That’s the sound of swing voters swinging away from Obama

Although he remains overwhelmingly popular inside his own party, Obama is losing the independents.

Six months ago, the White House was weighing up an enviable problem: when do you get to start celebrating an economic recovery? The administration's chief economist at the time, Austan Goolsbee, had announced that the US had "turned a very serious corner". The Democratic strategist Paul Begala told me the "hard part" was to cheerlead the "nascent recovery" without appearing out of touch. I wrote a now-ludicrous story casting Barack Obama's dilem­ma as being when and how to declare victory.

That assumption was not limited to Democrats. The Republican presidential candidate Mitt Romney warned a private Republican gathering a year ago this month that Obama "will do everything he can to get the economy going back again, and most likely - at least in my view - the economy will be coming back". Romney told Republicans that they would have to make the vaguer case that Obama "has not understood the nature of America".
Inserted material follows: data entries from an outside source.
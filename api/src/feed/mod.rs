//! Feed module
//!
//! Presentation of the post feed: media classification, interaction state
//! and HTML rendering.

pub mod interaction;
pub mod media;
pub mod renderer;

pub use interaction::{
    mode_switch_command, CardPlayback, InteractionMode, MediaCommand, PlaybackState, Selection,
};
pub use media::MediaKind;
pub use renderer::{
    render_card, render_detail_dialog, render_error_page, render_feed_page, render_not_found,
    render_student_page,
};
//! Post domain entity
//!
//! A student's talent-showcase submission, in its normalized display form.

use serde::{Deserialize, Serialize};

/// Length of a store identifier in hexadecimal characters
pub const POST_ID_LEN: usize = 24;

/// Store-assigned identifier for a post.
///
/// Holds the 24-character hexadecimal form of the store's object id.
#[derive(Debug, Clone, PartialEq, Eq, Hash, Serialize, Deserialize)]
pub struct PostId(String);

impl PostId {
    /// Parse an identifier, rejecting anything the store could never have assigned
    pub fn parse(raw: &str) -> Option<Self> {
        if raw.len() == POST_ID_LEN && raw.bytes().all(|b| b.is_ascii_hexdigit()) {
            Some(Self(raw.to_ascii_lowercase()))
        } else {
            None
        }
    }

    pub fn as_str(&self) -> &str {
        &self.0
    }
}

impl std::fmt::Display for PostId {
    fn fmt(&self, f: &mut std::fmt::Formatter<'_>) -> std::fmt::Result {
        write!(f, "{}", self.0)
    }
}

/// A stored media object (profile photo or talent media item)
#[derive(Debug, Clone, Default, PartialEq, Eq, Serialize, Deserialize)]
pub struct MediaAsset {
    pub public_id: String,
    pub secure_url: String,
    pub id: String,
}

impl MediaAsset {
    pub fn has_url(&self) -> bool {
        !self.secure_url.is_empty()
    }
}

/// Outbound profile link kinds, in display order
#[derive(Debug, Clone, Copy, PartialEq, Eq)]
pub enum LinkKind {
    Github,
    Linkedin,
    Instagram,
    Facebook,
    Youtube,
}

impl LinkKind {
    pub const ALL: [LinkKind; 5] = [
        LinkKind::Github,
        LinkKind::Linkedin,
        LinkKind::Instagram,
        LinkKind::Facebook,
        LinkKind::Youtube,
    ];

    pub fn label(&self) -> &'static str {
        match self {
            LinkKind::Github => "GitHub",
            LinkKind::Linkedin => "LinkedIn",
            LinkKind::Instagram => "Instagram",
            LinkKind::Facebook => "Facebook",
            LinkKind::Youtube => "YouTube",
        }
    }
}

impl std::fmt::Display for LinkKind {
    fn fmt(&self, f: &mut std::fmt::Formatter<'_>) -> std::fmt::Result {
        write!(f, "{}", self.label().to_lowercase())
    }
}

/// A normalized post. Every field is always present; absent values are `""`.
#[derive(Debug, Clone, Default, PartialEq, Eq, Serialize, Deserialize)]
#[serde(rename_all = "camelCase")]
pub struct Post {
    pub id: String,
    pub name: String,
    pub enrollment_no: String,
    pub department: String,
    pub batch: String,
    pub contact_number: String,
    pub category: String,
    pub github_link: String,
    pub linkedin_link: String,
    pub instagram_link: String,
    pub youtube_link: String,
    pub facebook_link: String,
    pub post_title: String,
    pub description: String,
    pub student_photo: MediaAsset,
    pub talent_media: Vec<MediaAsset>,
    pub created_at: String,
    pub updated_at: String,
}

impl Post {
    pub fn link(&self, kind: LinkKind) -> Option<&str> {
        let link = match kind {
            LinkKind::Github => &self.github_link,
            LinkKind::Linkedin => &self.linkedin_link,
            LinkKind::Instagram => &self.instagram_link,
            LinkKind::Facebook => &self.facebook_link,
            LinkKind::Youtube => &self.youtube_link,
        };
        (!link.is_empty()).then_some(link.as_str())
    }

    /// Links that are present, in display order
    pub fn present_links(&self) -> impl Iterator<Item = (LinkKind, &str)> + '_ {
        LinkKind::ALL
            .into_iter()
            .filter_map(|kind| self.link(kind).map(|url| (kind, url)))
    }

    /// First letter of the submitter's name, used when there is no photo
    pub fn initial(&self) -> String {
        self.name
            .chars()
            .next()
            .map(|c| c.to_uppercase().collect())
            .unwrap_or_default()
    }

    /// The first talent media item, if it has a URL
    pub fn lead_media(&self) -> Option<&MediaAsset> {
        self.talent_media.first().filter(|m| m.has_url())
    }
}
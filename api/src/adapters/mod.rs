//! Adapters layer
//!
//! Implementations of port traits for external systems.

pub mod mongo;

pub use mongo::{MongoPostRepository, MongoStore, StoreSettings};
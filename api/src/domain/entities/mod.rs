//! Domain entities
//!
//! Display-ready models. Raw stored documents never leave the adapter and
//! normalization layers.

pub mod post;

pub use post::{LinkKind, MediaAsset, Post, PostId, POST_ID_LEN};
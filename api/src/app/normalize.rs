//! Post normalization
//!
//! Maps whatever the store happens to hold for a post onto the strict `Post`
//! record. Storage-internal fields are dropped, missing values become `""`,
//! nested `_id`s become text ids and timestamps become ISO-8601 text.

use chrono::{DateTime, SecondsFormat, Utc};
use mongodb::bson::{Bson, Document};
use once_cell::sync::Lazy;
use regex::Regex;

use crate::domain::entities::{MediaAsset, Post};

static EXTERNAL_LINK: Lazy<Regex> = Lazy::new(|| {
    Regex::new(r"^(?i)(https?://)?([a-z0-9-]+\.)+[a-z]{2,}(:\d{1,5})?([/?#]\S*)?$")
        .expect("hardcoded link regex is invalid - fix source code")
});

/// Normalize one stored post document
pub fn normalize_post(doc: &Document) -> Post {
    Post {
        id: identifier(doc),
        name: text(doc, "name"),
        enrollment_no: text(doc, "enrollmentNo"),
        department: text(doc, "department"),
        batch: text(doc, "batch"),
        contact_number: text(doc, "contactNumber"),
        category: text(doc, "category"),
        github_link: external_link(doc, "githubLink"),
        linkedin_link: external_link(doc, "linkedinLink"),
        instagram_link: external_link(doc, "instagramLink"),
        youtube_link: external_link(doc, "youtubeLink"),
        facebook_link: external_link(doc, "facebookLink"),
        post_title: text(doc, "postTitle"),
        description: text(doc, "description"),
        student_photo: doc.get("studentPhoto").map(media).unwrap_or_default(),
        talent_media: match doc.get("talentMedia") {
            Some(Bson::Array(items)) => items.iter().map(media).collect(),
            _ => Vec::new(),
        },
        created_at: timestamp(doc, "createdAt"),
        updated_at: timestamp(doc, "updatedAt"),
    }
}

fn media(value: &Bson) -> MediaAsset {
    match value {
        Bson::Document(d) => MediaAsset {
            public_id: text(d, "public_id"),
            secure_url: text(d, "secure_url"),
            id: identifier(d),
        },
        Bson::String(url) => MediaAsset {
            secure_url: url.clone(),
            ..Default::default()
        },
        _ => MediaAsset::default(),
    }
}

fn identifier(doc: &Document) -> String {
    match doc.get("_id") {
        Some(Bson::ObjectId(oid)) => oid.to_hex(),
        Some(Bson::String(s)) => s.clone(),
        _ => String::new(),
    }
}

fn text(doc: &Document, key: &str) -> String {
    match doc.get(key) {
        Some(Bson::String(s)) => s.clone(),
        Some(Bson::Int32(n)) => n.to_string(),
        Some(Bson::Int64(n)) => n.to_string(),
        Some(Bson::Double(n)) => n.to_string(),
        Some(Bson::Boolean(b)) => b.to_string(),
        _ => String::new(),
    }
}

fn external_link(doc: &Document, key: &str) -> String {
    let raw = text(doc, key);
    let trimmed = raw.trim();
    if EXTERNAL_LINK.is_match(trimmed) {
        trimmed.to_string()
    } else {
        if !trimmed.is_empty() {
            tracing::debug!(field = key, "Dropping link that is not an external URL");
        }
        String::new()
    }
}

fn timestamp(doc: &Document, key: &str) -> String {
    let parsed: Option<DateTime<Utc>> = match doc.get(key) {
        Some(Bson::DateTime(dt)) => {
            DateTime::<Utc>::from_timestamp_millis(dt.timestamp_millis())
        }
        Some(Bson::String(s)) => DateTime::parse_from_rfc3339(s)
            .ok()
            .map(|dt| dt.with_timezone(&Utc)),
        _ => None,
    };

    parsed
        .map(|dt| dt.to_rfc3339_opts(SecondsFormat::Millis, true))
        .unwrap_or_default()
}
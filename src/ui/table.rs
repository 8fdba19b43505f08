use tabled::{settings::Style, Table, Tabled};
use crate::content::Record;
use crate::relation::RelationDefinition;
use crate::reverse::Referrer;

#[derive(Tabled)]
pub struct TableRow {
    #[tabled(rename = "Metric")]
    pub metric: String,
    #[tabled(rename = "Value")]
    pub value: String,
}

pub struct TableBuilder {
    rows: Vec<TableRow>,
}

impl TableBuilder {
    pub fn new() -> Self {
        Self { rows: Vec::new() }
    }

    pub fn add_row(&mut self, label: &str, value: &str) {
        self.rows.push(TableRow {
            metric: label.to_string(),
            value: value.to_string(),
        });
    }

    pub fn build(&self) -> String {
        if self.rows.is_empty() {
            return String::new();
        }

        Table::new(&self.rows).with(Style::rounded()).to_string()
    }
}

impl Default for TableBuilder {
    fn default() -> Self {
        Self::new()
    }
}

pub fn stats_table(stats: &[(&str, &str)]) -> String {
    let mut builder = TableBuilder::new();
    for (label, value) in stats {
        builder.add_row(label, value);
    }
    builder.build()
}

#[derive(Tabled)]
struct DefinitionRow {
    #[tabled(rename = "ID")]
    id: u64,
    #[tabled(rename = "Key")]
    key: String,
    #[tabled(rename = "Title")]
    title: String,
    #[tabled(rename = "Source")]
    source: String,
    #[tabled(rename = "Targets")]
    targets: String,
}

pub fn definitions_table(defs: &[RelationDefinition]) -> String {
    let rows: Vec<DefinitionRow> = defs
        .iter()
        .map(|d| DefinitionRow {
            id: d.internal_id,
            key: d.key.to_string(),
            title: d.title.clone(),
            source: d.source_type.clone(),
            targets: if d.target_types.allows_any() {
                "(any)".to_string()
            } else {
                d.target_types.join(", ")
            },
        })
        .collect();
    Table::new(rows).with(Style::rounded()).to_string()
}

#[derive(Tabled)]
struct RecordRow {
    #[tabled(rename = "ID")]
    id: i64,
    #[tabled(rename = "Type")]
    record_type: String,
    #[tabled(rename = "Title")]
    title: String,
    #[tabled(rename = "Status")]
    status: String,
}

pub fn records_table(records: &[Record]) -> String {
    let rows: Vec<RecordRow> = records
        .iter()
        .map(|r| RecordRow {
            id: r.id,
            record_type: r.record_type.clone(),
            title: r.title.clone(),
            status: r.status.to_string(),
        })
        .collect();
    Table::new(rows).with(Style::rounded()).to_string()
}

#[derive(Tabled)]
struct ReferrerRow {
    #[tabled(rename = "Record")]
    record_id: i64,
    #[tabled(rename = "Type")]
    record_type: String,
    #[tabled(rename = "Via")]
    meta_key: String,
}

pub fn referrers_table(referrers: &[Referrer]) -> String {
    let rows: Vec<ReferrerRow> = referrers
        .iter()
        .map(|r| ReferrerRow {
            record_id: r.record_id,
            record_type: r.record_type.clone(),
            meta_key: r.meta_key.clone(),
        })
        .collect();
    Table::new(rows).with(Style::rounded()).to_string()
}

#[cfg(test)]
mod tests {
    use super::*;
    use crate::relation::{RelationKey, TypeList};

    #[test]
    fn test_stats_table_rows() {
        let table = stats_table(&[("Records", "3"), ("Options", "1")]);
        assert!(table.contains("Records"));
        assert!(table.contains("Metric"));
        assert!(TableBuilder::new().build().is_empty());
    }

    #[test]
    fn test_definitions_table_marks_any() {
        let defs = vec![RelationDefinition {
            internal_id: 1,
            key: RelationKey::new("related").unwrap(),
            title: "Related".into(),
            source_type: "article".into(),
            target_types: TypeList::any(),
        }];
        let table = definitions_table(&defs);
        assert!(table.contains("related"));
        assert!(table.contains("(any)"));
    }
}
Obama took office with what looked like enviable timing. Americans had chosen the candidate of change in bad times and, when recovery inevitably took hold, he would get the credit. That was the formula for Ronald Reagan and Bill Clinton. In 1995, Clinton's aides had the same debate Obama's had this winter. They convinced Clinton to declare economic victory, and he helped turn favourable economic numbers into an optimistic national mood.

Numbers game

Economists and politicians will debate why the US recovery flagged this spring. Critics on the right say Obama should have cut regulations and taxes, not passed a new health-care plan. Keynesians to his left say - as they have said for two years - that his "stimulus" was simply too small. That question of blame will be central to next year's presidential campaign.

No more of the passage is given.